Actually, visibly combusting from shame—self-immolating right there on the kitchen tile while the rest of us pretended not to notice the human bonfire.
The only thing missing was someone throwing a marshmallow into the flames.
Emma’s wheeze graduated to a snort.
One single, traitorous, volcanic snort that detonated in the kitchen like a flashbang laced with pure evil.
The kind of sound that didn’t just expose her—it testified against her in court.
Sarah’s head whipped up from behind the counter.
Her eyes—wide, wild, absolutely feral with mortification—locked onto her twin with the heat-seeking precision of a woman who had identified the enemy and was prepared to escalate to thermonuclear sibling warfare.
She didn’t look like a girl who’d spilled juice.
She looked like a woman who’d spilled her dignity, her sanity, and a good portion of her future inheritance.
"Don’t," Sarah hissed. "Don’t you DARE—"
"I’m not—" Emma’s voice was three octaves too high.
Tears were genuinely pouring down her face. Her entire body was vibrating like a tuning fork struck by God Himself—possibly with a personal grudge against the Carter family bloodline.

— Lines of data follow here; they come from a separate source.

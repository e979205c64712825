//! Buffer descriptors.
//!
//! The renderer only creates small static buffers (the shared quad and
//! per-effect constants), so usage is limited to what those need.

use bitflags::bitflags;

bitflags! {
    /// How a buffer is bound.
    #[derive(Debug, Clone, Copy, PartialEq, Eq, Hash, Default)]
    pub struct BufferUsage: u32 {
        const VERTEX = 1 << 0;
        const INDEX = 1 << 1;
        /// Effect constants.
        const UNIFORM = 1 << 2;
        /// Contents are uploaded after creation.
        const COPY_DST = 1 << 3;
    }
}

#[derive(Debug, Clone, PartialEq, Eq, Hash, Default)]
pub struct BufferDescriptor {
    pub label: Option<String>,
    /// Size in bytes.
    pub size: u64,
    pub usage: BufferUsage,
}

impl BufferDescriptor {
    pub fn new(size: u64, usage: BufferUsage) -> Self {
        Self {
            label: None,
            size,
            usage,
        }
    }

    /// A buffer sized for `contents` that accepts uploads.
    pub fn for_contents(contents: &[u8], usage: BufferUsage) -> Self {
        Self::new(contents.len() as u64, usage | BufferUsage::COPY_DST)
    }

    pub fn with_label(mut self, label: impl Into<String>) -> Self {
        self.label = Some(label.into());
        self
    }
}

#[cfg(test)]
mod tests {
    use super::*;

    #[test]
    fn test_for_contents_allows_upload() {
        let descriptor = BufferDescriptor::for_contents(&[0u8; 12], BufferUsage::INDEX);
        assert_eq!(descriptor.size, 12);
        assert!(descriptor.usage.contains(BufferUsage::INDEX | BufferUsage::COPY_DST));
        assert!(descriptor.label.is_none());
    }
}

"I’m not laughing, I have—I have hiccups—"
"Those are NOT hiccups—"
"Very sudden—hic—very involuntary—hic—"
"Emma, I swear to GOD—"
"Something funny?" Linda’s voice floated from the stove. Calm. So calm... the ocean floor right before the tectonic plates shift and a tsunami devours a coastal city, complete with souvenir keychains, overpriced "I Survived Breakfast" T-shirts, and a gift shop playlist of whale songs remixed into passive-aggressive elevator music.
That voice didn’t ask a question... notarized by the International Court of Maternal Wrath, and delivered via certified carrier pigeon straight to the amygdala.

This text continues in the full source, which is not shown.